Twenty-five years after the start of the feminist sex wars, pornography remains a flashpoint issue, with feminists locked in a familiar argument: Are women victims or agents? In At Home with Pornography , Jane Juffer exposes the fruitlessness of this debate and suggests that it has prevented us from realizing women’s changing relationship to erotica and porn.
Over the course of these same twenty-five years, there has been a proliferation of sexually explicit materials geared toward women, made available in increasingly mainstream venues. In asking ‘what is the relationship of women to pornography?’ Juffer maintains that we need to stop obsessing over pornography’s transgressive aspects, and start focusing on the place of porn and erotica in women’s everyday lives. Where, she asks, do women routinely find it, for how much, and how is it circulated and consumed within the home? How is this circulation and consumption shaped by the different marketing categories that attempt to distinguish erotica from porn, such as women’s literary erotica and sexual self-help videos for couples?

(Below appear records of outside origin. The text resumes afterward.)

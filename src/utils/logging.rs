//! Logging configuration and setup
//!
//! This module provides logging initialization and structured logging utilities
//! for the Genesis application.

use tracing::{debug, error, info, warn};
use tracing_subscriber::{layer::SubscriberExt, util::SubscriberInitExt};

use crate::config::LoggingConfig;
use crate::utils::errors::Result;

/// Initialize logging based on configuration
pub fn init_logging(config: &LoggingConfig) -> Result<()> {
    let file_appender = tracing_appender::rolling::daily(&config.file_path, "genesis.log");
    let (non_blocking, _guard) = tracing_appender::non_blocking(file_appender);

    tracing_subscriber::registry()
        .with(tracing_subscriber::EnvFilter::new(&config.level))
        .with(tracing_subscriber::fmt::layer().with_writer(std::io::stdout))
        .with(tracing_subscriber::fmt::layer().with_writer(non_blocking))
        .init();

    info!("Logging initialized with level: {}", config.level);
    Ok(())
}

/// Log a registration decision with structured data
pub fn log_registration_decision(
    event_id: uuid::Uuid,
    email: Option<&str>,
    allowed: bool,
    reason: &str,
) {
    if allowed {
        info!(
            event_id = %event_id,
            email = email,
            reason = reason,
            "Registration allowed"
        );
    } else {
        debug!(
            event_id = %event_id,
            email = email,
            reason = reason,
            "Registration denied"
        );
    }
}

/// Log payment status transitions
pub fn log_payment_transition(participant_id: uuid::Uuid, from: &str, to: &str, actor: &str) {
    info!(
        participant_id = %participant_id,
        from = from,
        to = to,
        actor = actor,
        "Payment status transition"
    );
}

/// Log door check-ins
pub fn log_checkin(participant_id: uuid::Uuid, actor: &str, first_scan: bool) {
    if first_scan {
        info!(
            participant_id = %participant_id,
            actor = actor,
            "Participant checked in"
        );
    } else {
        debug!(
            participant_id = %participant_id,
            actor = actor,
            "Repeat scan for verified participant"
        );
    }
}

/// Log admin actions on events
pub fn log_event_action(event_id: uuid::Uuid, action: &str, actor: &str) {
    warn!(
        event_id = %event_id,
        action = action,
        actor = actor,
        "Admin event action"
    );
}

/// Log notification dispatch failures; these never block the caller
pub fn log_notification_failure(participant_id: uuid::Uuid, error: &str) {
    error!(
        participant_id = %participant_id,
        error = error,
        "Notification dispatch failed"
    );
}
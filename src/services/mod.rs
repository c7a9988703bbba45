//! Services module
//!
//! This module contains business logic services

pub mod checkin;
pub mod events;
pub mod notification;
pub mod payment;
pub mod registration;
pub mod roles;

// Re-export commonly used services
pub use checkin::{CheckinOutcome, CheckinService};
pub use events::EventService;
pub use notification::{
    NoopNotifier, NotificationSender, PaymentNotification, RecordingNotifier, WebhookNotifier,
};
pub use payment::PaymentService;
pub use registration::RegistrationService;
pub use roles::{ConfigRoleResolver, RoleResolver};

use std::sync::Arc;

use crate::config::settings::Settings;
use crate::database::DatabaseService;
use crate::utils::clock::Clock;
use crate::utils::errors::Result;

/// Service factory for creating and managing all services
#[derive(Clone)]
pub struct ServiceFactory {
    pub registration_service: RegistrationService,
    pub payment_service: PaymentService,
    pub checkin_service: CheckinService,
    pub event_service: EventService,
}

impl ServiceFactory {
    /// Create a new ServiceFactory with all services initialized
    pub fn new(database: DatabaseService, settings: Settings, clock: Arc<dyn Clock>) -> Result<Self> {
        let roles: Arc<dyn RoleResolver> = Arc::new(ConfigRoleResolver::new(&settings.roles));
        let notifier: Arc<dyn NotificationSender> = if settings.notifications.enabled {
            Arc::new(WebhookNotifier::new(&settings.notifications)?)
        } else {
            Arc::new(NoopNotifier)
        };

        Ok(Self::with_collaborators(database, roles, notifier, clock))
    }

    /// Wire the services against explicit collaborators; tests inject the
    /// in-memory store, a manual clock and a recording notifier here
    pub fn with_collaborators(
        database: DatabaseService,
        roles: Arc<dyn RoleResolver>,
        notifier: Arc<dyn NotificationSender>,
        clock: Arc<dyn Clock>,
    ) -> Self {
        let registration_service = RegistrationService::new(
            database.events.clone(),
            database.participants.clone(),
            roles.clone(),
            clock.clone(),
        );
        let payment_service = PaymentService::new(
            database.events.clone(),
            database.participants.clone(),
            notifier,
        );
        let checkin_service = CheckinService::new(
            database.participants.clone(),
            database.verifications.clone(),
            roles.clone(),
            clock.clone(),
        );
        let event_service = EventService::new(database.events.clone(), roles, clock);

        Self {
            registration_service,
            payment_service,
            checkin_service,
            event_service,
        }
    }
}
//! Genesis Event Manager
//!
//! Main application entry point

use std::sync::Arc;

use tower_http::cors::CorsLayer;
use tower_http::trace::TraceLayer;
use tracing::info;

use Genesis::{
    config::Settings,
    database::{connection, DatabaseService},
    handlers::{self, AppState},
    services::ServiceFactory,
    utils::{clock::SystemClock, logging},
};

#[tokio::main]
async fn main() -> anyhow::Result<()> {
    dotenv::dotenv().ok();

    // Load configuration
    let settings = Settings::new()?;
    settings.validate()?;

    // Initialize logging
    logging::init_logging(&settings.logging)?;

    info!("Starting {}...", Genesis::info());

    // Initialize database connection
    info!("Connecting to database...");
    let db_config = connection::DatabaseConfig {
        url: settings.database.url.clone(),
        max_connections: settings.database.max_connections,
        min_connections: settings.database.min_connections,
        ..connection::DatabaseConfig::default()
    };
    let db_pool = connection::create_pool(&db_config).await?;

    // Run database migrations
    connection::run_migrations(&db_pool).await?;

    // Initialize services
    info!("Initializing services...");
    let database_service = DatabaseService::new(db_pool);
    let services = ServiceFactory::new(database_service, settings.clone(), Arc::new(SystemClock))?;

    // Build the HTTP router
    let state = Arc::new(AppState { services });
    let app = handlers::router(state)
        .layer(TraceLayer::new_for_http())
        .layer(CorsLayer::permissive());

    let addr = format!("{}:{}", settings.server.host, settings.server.port);
    info!("Listening on {}", addr);
    let listener = tokio::net::TcpListener::bind(&addr).await?;
    axum::serve(listener, app).await?;

    Ok(())
}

At Home with Pornography responds to these questions by viewing women’s erotica within the context of governmental regulation that attempts to counterpose a ‘dangerous’ pornography with the sanctity of the home. Juffer explorers how women’s consumption of erotica and porn for their own pleasure can be empowering, while still acting to reinforce conservative ideals. She shows how, for instance, the Victoria’s Secret catalog is able to function as a kind of pornography whose circulation is facilitated both by its reliance on Victorian themes of secrecy and privacy and on its appeals to the selfish pleasures of modern career women. In her pursuit to understand what women like and how they get it, Juffer delves into adult cable channels, erotic literary anthologies, sex therapy guides, cyberporn, masturbation, and sex toys, showing the varying degrees to which these materials have been domesticated for home consumption.
Representing the next generation of scholarship on pornography, At Home with Pornography will transform our understanding of women’s everyday sexuality.
Sobre o autor
Jane Juffer is Professor in the Department of English and the Program of Feminist, Gender, and Sexuality Studies at Cornell University. She is the author of three books: Intimacy Across Borders: Race, Religion, and Migration in the U.S. Midwest (2013); Single Mother: The Emergence of the Domestic Intellectual (NYU Press, 2006); and At Home with Pornography: Women, Sex, and Everyday Life (NYU Press, 1998).